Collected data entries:
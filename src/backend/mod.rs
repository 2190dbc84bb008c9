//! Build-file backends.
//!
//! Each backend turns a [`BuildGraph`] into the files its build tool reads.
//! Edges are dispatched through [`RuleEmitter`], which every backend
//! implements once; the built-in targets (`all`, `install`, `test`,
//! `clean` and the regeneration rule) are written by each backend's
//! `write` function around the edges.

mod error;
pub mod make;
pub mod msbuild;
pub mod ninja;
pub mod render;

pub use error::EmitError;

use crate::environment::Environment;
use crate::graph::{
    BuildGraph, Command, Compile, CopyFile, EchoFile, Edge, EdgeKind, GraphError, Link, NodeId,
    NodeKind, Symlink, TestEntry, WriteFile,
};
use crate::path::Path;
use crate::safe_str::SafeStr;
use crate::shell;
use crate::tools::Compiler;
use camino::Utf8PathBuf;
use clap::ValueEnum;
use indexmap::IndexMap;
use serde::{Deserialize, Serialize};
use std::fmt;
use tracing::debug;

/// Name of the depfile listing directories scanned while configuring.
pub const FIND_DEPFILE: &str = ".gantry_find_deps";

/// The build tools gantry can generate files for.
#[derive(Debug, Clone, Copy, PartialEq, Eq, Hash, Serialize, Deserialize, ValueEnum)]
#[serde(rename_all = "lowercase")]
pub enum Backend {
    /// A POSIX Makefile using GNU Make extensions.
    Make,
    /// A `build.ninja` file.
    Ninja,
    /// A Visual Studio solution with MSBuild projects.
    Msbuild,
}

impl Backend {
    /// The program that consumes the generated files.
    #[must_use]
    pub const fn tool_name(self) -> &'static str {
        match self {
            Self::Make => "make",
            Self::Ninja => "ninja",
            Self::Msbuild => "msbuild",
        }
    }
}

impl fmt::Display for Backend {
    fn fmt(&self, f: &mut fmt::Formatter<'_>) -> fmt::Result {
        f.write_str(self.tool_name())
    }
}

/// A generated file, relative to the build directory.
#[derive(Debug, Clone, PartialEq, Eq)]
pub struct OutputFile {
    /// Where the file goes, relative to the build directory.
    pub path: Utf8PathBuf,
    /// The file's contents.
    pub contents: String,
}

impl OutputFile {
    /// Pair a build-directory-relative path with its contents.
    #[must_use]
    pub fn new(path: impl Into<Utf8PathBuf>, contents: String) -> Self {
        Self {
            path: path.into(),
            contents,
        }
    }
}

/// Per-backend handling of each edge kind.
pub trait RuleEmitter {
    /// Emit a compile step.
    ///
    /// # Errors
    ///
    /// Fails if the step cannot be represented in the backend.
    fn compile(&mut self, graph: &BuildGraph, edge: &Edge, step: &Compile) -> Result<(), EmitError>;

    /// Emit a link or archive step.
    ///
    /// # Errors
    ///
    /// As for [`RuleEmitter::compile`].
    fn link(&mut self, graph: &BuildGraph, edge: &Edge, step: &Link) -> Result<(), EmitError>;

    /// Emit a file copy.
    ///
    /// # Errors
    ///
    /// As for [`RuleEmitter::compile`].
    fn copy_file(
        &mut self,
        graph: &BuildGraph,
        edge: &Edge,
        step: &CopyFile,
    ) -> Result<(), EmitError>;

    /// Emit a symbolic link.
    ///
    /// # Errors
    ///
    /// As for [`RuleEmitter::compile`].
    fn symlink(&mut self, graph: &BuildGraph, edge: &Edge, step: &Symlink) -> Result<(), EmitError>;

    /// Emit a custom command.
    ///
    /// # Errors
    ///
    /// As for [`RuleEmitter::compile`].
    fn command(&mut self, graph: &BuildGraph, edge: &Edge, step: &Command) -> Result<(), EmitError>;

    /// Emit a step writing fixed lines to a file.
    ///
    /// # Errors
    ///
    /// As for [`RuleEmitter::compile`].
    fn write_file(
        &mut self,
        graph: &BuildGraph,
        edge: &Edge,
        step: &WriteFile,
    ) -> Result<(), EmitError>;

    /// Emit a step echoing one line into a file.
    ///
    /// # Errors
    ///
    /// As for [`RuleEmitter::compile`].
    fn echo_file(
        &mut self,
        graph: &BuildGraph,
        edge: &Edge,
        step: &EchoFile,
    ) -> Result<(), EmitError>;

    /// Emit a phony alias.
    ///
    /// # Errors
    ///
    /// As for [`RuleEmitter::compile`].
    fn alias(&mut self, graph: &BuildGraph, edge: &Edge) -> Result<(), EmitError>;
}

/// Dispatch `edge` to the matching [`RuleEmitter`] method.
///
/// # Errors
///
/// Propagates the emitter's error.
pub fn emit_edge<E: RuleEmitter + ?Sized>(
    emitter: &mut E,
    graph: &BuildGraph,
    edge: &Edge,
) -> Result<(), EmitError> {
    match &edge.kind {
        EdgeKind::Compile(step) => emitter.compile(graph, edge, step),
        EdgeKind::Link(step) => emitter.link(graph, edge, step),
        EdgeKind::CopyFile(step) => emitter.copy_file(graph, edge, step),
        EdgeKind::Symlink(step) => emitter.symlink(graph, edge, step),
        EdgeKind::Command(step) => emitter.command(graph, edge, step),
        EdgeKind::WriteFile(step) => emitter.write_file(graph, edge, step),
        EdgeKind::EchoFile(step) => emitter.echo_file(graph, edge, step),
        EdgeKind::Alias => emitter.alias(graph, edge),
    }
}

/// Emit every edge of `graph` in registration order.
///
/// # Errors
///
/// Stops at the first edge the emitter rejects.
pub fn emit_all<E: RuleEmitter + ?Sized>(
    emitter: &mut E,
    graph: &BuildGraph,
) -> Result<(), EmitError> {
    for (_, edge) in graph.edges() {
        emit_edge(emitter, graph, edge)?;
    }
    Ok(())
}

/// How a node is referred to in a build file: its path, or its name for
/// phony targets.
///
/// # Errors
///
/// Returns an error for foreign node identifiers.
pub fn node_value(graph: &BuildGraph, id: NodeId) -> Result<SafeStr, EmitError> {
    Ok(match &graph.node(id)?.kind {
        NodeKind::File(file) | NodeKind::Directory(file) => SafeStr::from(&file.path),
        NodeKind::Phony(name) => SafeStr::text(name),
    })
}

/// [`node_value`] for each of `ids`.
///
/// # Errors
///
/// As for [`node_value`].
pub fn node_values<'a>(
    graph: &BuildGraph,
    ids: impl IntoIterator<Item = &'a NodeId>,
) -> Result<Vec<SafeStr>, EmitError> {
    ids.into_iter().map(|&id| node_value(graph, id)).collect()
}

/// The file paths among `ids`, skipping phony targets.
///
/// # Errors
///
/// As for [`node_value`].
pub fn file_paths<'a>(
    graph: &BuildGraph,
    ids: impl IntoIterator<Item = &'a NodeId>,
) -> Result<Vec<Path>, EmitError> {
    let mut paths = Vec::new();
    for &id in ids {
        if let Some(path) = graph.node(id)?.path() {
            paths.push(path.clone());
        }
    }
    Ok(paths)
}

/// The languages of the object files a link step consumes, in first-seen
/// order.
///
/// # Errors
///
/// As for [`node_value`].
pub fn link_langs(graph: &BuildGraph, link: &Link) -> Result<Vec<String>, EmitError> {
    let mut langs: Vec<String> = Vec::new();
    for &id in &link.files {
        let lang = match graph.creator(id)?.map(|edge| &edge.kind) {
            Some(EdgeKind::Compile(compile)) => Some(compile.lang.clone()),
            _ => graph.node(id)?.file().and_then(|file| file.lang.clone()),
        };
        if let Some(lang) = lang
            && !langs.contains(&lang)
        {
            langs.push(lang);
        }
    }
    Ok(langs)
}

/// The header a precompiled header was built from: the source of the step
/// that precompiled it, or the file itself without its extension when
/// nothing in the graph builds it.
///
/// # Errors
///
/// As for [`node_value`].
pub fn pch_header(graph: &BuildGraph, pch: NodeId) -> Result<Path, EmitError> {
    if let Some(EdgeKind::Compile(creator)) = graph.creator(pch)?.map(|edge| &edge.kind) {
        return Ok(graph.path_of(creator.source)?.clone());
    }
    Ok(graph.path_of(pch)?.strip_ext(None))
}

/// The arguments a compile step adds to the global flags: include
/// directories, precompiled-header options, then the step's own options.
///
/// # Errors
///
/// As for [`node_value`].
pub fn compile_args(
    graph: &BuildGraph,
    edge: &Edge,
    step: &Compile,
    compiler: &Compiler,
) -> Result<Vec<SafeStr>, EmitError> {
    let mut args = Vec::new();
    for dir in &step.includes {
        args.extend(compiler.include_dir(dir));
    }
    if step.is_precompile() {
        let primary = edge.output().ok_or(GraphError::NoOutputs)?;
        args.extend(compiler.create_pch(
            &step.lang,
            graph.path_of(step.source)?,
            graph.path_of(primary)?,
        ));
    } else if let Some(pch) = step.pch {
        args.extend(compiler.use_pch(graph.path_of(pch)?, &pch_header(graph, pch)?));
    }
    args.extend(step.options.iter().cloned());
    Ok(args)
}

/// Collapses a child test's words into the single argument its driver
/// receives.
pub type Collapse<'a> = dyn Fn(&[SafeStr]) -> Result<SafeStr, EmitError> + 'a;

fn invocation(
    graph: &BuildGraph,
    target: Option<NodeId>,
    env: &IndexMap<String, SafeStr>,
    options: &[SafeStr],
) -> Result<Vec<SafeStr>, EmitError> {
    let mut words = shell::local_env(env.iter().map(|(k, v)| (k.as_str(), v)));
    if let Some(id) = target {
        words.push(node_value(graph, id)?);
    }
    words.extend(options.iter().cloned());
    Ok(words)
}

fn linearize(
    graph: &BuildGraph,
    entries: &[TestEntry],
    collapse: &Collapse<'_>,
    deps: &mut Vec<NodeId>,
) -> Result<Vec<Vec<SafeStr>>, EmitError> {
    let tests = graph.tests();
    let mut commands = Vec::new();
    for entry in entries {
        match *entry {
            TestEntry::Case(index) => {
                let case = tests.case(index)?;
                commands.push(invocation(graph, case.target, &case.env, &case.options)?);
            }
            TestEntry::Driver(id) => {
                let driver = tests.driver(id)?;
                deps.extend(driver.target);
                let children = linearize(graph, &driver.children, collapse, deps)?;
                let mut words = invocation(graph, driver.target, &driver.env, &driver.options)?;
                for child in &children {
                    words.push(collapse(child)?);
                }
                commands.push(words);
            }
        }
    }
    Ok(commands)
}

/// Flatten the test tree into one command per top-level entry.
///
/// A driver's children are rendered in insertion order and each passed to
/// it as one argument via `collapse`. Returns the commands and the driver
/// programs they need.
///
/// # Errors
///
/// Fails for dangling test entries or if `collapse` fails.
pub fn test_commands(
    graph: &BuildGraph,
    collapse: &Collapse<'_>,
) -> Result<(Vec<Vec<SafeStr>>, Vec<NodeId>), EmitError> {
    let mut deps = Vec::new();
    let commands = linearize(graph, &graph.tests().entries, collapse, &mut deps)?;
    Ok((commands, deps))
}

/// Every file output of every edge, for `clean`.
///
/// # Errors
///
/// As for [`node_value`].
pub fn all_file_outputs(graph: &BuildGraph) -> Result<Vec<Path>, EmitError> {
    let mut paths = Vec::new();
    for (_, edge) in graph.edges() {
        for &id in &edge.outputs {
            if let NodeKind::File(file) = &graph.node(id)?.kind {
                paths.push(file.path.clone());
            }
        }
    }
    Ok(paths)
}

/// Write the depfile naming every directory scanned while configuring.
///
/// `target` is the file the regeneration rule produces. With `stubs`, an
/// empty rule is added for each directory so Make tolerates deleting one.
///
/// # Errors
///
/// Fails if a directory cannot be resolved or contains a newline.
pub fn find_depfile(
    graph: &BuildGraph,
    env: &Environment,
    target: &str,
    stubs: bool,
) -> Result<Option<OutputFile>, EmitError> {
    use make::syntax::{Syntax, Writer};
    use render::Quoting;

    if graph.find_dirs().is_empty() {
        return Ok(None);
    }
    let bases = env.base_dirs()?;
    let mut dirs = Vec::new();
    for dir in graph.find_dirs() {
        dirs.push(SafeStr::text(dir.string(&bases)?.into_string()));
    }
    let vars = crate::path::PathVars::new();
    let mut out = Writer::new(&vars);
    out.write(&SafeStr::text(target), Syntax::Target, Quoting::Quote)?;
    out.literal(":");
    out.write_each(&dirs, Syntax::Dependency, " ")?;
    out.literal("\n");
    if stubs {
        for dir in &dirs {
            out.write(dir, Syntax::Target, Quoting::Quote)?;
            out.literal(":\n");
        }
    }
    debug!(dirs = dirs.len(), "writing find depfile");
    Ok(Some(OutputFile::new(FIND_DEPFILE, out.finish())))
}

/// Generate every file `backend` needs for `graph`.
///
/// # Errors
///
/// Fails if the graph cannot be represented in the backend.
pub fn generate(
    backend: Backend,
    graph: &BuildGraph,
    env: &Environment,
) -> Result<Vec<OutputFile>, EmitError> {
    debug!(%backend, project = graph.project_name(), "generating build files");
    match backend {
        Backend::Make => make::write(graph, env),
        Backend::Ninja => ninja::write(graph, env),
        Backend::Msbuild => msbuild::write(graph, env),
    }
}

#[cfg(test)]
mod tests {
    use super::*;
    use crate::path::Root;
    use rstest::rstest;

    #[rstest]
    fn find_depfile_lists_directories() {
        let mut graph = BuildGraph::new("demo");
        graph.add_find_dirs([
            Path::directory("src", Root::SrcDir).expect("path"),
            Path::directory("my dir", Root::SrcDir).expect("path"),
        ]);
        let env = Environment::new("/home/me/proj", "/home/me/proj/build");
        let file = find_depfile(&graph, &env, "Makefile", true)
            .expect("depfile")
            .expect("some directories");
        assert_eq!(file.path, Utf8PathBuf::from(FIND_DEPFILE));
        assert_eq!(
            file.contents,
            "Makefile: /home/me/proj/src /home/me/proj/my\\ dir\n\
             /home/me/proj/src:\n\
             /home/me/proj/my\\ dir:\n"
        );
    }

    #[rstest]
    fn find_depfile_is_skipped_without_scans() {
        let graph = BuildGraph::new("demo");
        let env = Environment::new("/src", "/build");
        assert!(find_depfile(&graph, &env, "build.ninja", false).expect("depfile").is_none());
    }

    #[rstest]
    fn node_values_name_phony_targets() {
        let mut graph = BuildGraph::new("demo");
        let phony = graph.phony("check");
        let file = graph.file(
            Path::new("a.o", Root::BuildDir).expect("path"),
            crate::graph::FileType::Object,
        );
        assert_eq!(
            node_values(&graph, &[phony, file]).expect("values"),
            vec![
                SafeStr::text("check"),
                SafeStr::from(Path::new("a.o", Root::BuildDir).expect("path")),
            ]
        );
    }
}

• Task details
Beginning at the top of the entries above, output each line exactly, and end with the line in which "implements once; the" appears.

• Task output
filename src/backend/mod.rs
repository 2190dbc84bb008c9
//! Build-file backends.
//!
//! Each backend turns a [`BuildGraph`] into the files its build tool reads.
//! Edges are dispatched through [`RuleEmitter`], which every backend
//! implements once; the built-in targets (`all`, `install`, `test`,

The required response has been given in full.